▸ **MATERIAL FOR THIS EXERCISE**
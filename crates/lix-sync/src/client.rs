//! Client side of the sync protocol.

use bytes::Bytes;
use tracing::debug;

use lix_core::{Change, LixId};
use lix_store::Cursor;

use crate::convergence::state_hash;
use crate::error::Result;
use crate::messages::{NewResult, PullResult, PushResult, Request};
use crate::transport::Transport;

/// Configuration for sync behavior.
#[derive(Debug, Clone)]
pub struct SyncConfig {
    /// Maximum changes sent in one push request.
    pub max_changes_per_push: usize,
    /// Whether `sync` compares state hashes after pulling.
    pub verify_convergence: bool,
}

impl Default for SyncConfig {
    fn default() -> Self {
        Self {
            max_changes_per_push: 500,
            verify_convergence: true,
        }
    }
}

/// Typed client over a [`Transport`].
pub struct SyncClient<T: Transport> {
    transport: T,
    config: SyncConfig,
}

impl<T: Transport> SyncClient<T> {
    pub fn new(transport: T, config: SyncConfig) -> Self {
        Self { transport, config }
    }

    pub fn config(&self) -> &SyncConfig {
        &self.config
    }

    pub fn transport(&self) -> &T {
        &self.transport
    }

    /// Upload a new container. Fails with `Conflict` if its id is taken.
    pub async fn create(&self, blob: Bytes) -> Result<LixId> {
        let response = self.transport.call(Request::New { blob }).await?;
        let result: NewResult = response.into_result()?.decode_json()?;
        Ok(result.lix_id)
    }

    /// Download a stored container.
    pub async fn fetch(&self, lix_id: &LixId) -> Result<Bytes> {
        let response = self
            .transport
            .call(Request::Get {
                lix_id: lix_id.clone(),
            })
            .await?;
        Ok(response.into_result()?.body)
    }

    /// Push changes, split into batches of at most `max_changes_per_push`.
    ///
    /// Counts are summed over batches; cursor and state hash come from the
    /// last batch.
    pub async fn push(&self, lix_id: &LixId, changes: &[Change]) -> Result<PushResult> {
        let batch_size = self.config.max_changes_per_push.max(1);
        let mut batches: Vec<&[Change]> = changes.chunks(batch_size).collect();
        if batches.is_empty() {
            batches.push(&[]);
        }

        let mut total = PushResult {
            cursor: Cursor::START,
            accepted: 0,
            duplicates: 0,
            state_hash: state_hash(&[]),
        };
        for batch in batches {
            let response = self
                .transport
                .call(Request::Push {
                    lix_id: lix_id.clone(),
                    changes: batch.to_vec(),
                })
                .await?;
            let result: PushResult = response.into_result()?.decode_json()?;
            total = PushResult {
                accepted: total.accepted + result.accepted,
                duplicates: total.duplicates + result.duplicates,
                ..result
            };
        }

        debug!(
            lix_id = %lix_id,
            accepted = total.accepted,
            duplicates = total.duplicates,
            "pushed changes"
        );
        Ok(total)
    }

    /// Pull changes after `since` (all changes when `None`).
    pub async fn pull(&self, lix_id: &LixId, since: Option<Cursor>) -> Result<PullResult> {
        let response = self
            .transport
            .call(Request::Pull {
                lix_id: lix_id.clone(),
                since,
            })
            .await?;
        let result: PullResult = response.into_result()?.decode_json()?;
        debug!(lix_id = %lix_id, changes = result.changes.len(), cursor = %result.cursor, "pulled changes");
        Ok(result)
    }
}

▸ **HOW TO COMPLETE THIS TASK**
Which lines in the data above hold the string "Bytes"? Show each one.

▸ **SOLUTION FOR THIS EXERCISE**
use bytes::Bytes;
    pub async fn create(&self, blob: Bytes) -> Result<LixId> {
    pub async fn fetch(&self, lix_id: &LixId) -> Result<Bytes> {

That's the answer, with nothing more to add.